TASK DESCRIPTION:
Where the records below reach the line containing "ignoring ASCII case.", start transcribing, and end with the line containing "WalkDir::new(dir)", exactly and with nothing else added.

TASK INPUTS:
====
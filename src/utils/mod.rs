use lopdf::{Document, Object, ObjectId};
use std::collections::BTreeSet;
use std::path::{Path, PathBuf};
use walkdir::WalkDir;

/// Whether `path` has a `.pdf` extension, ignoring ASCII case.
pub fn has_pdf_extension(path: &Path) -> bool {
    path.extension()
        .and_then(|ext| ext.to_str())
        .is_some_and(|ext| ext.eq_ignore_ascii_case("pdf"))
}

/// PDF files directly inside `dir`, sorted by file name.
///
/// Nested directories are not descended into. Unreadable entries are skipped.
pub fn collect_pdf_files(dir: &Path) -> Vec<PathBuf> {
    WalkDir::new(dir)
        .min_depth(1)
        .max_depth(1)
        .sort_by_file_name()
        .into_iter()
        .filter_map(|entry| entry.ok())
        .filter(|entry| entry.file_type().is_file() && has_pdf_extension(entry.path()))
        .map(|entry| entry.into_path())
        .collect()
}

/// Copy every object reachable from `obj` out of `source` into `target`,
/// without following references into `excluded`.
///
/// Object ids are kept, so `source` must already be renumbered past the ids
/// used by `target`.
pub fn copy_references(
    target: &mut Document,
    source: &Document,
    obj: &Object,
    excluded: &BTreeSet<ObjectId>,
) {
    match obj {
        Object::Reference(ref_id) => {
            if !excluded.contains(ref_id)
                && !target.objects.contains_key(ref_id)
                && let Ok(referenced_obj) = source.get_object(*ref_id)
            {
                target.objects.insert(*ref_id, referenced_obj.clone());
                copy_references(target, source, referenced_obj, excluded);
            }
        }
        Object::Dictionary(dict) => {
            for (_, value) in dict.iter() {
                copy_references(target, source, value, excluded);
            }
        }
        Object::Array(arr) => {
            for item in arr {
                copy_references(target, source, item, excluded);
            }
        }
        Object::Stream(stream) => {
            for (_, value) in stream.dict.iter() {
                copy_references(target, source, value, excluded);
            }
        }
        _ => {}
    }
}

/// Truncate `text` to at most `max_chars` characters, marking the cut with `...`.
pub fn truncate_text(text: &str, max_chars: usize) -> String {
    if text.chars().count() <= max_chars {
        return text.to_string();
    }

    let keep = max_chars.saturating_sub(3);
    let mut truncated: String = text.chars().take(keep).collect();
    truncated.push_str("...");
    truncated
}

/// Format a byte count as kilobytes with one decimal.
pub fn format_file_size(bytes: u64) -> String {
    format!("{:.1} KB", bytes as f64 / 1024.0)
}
====
YOUR RESPONSE:
/// Whether `path` has a `.pdf` extension, ignoring ASCII case.
pub fn has_pdf_extension(path: &Path) -> bool {
    path.extension()
        .and_then(|ext| ext.to_str())
        .is_some_and(|ext| ext.eq_ignore_ascii_case("pdf"))
}

/// PDF files directly inside `dir`, sorted by file name.
///
/// Nested directories are not descended into. Unreadable entries are skipped.
pub fn collect_pdf_files(dir: &Path) -> Vec<PathBuf> {
    WalkDir::new(dir)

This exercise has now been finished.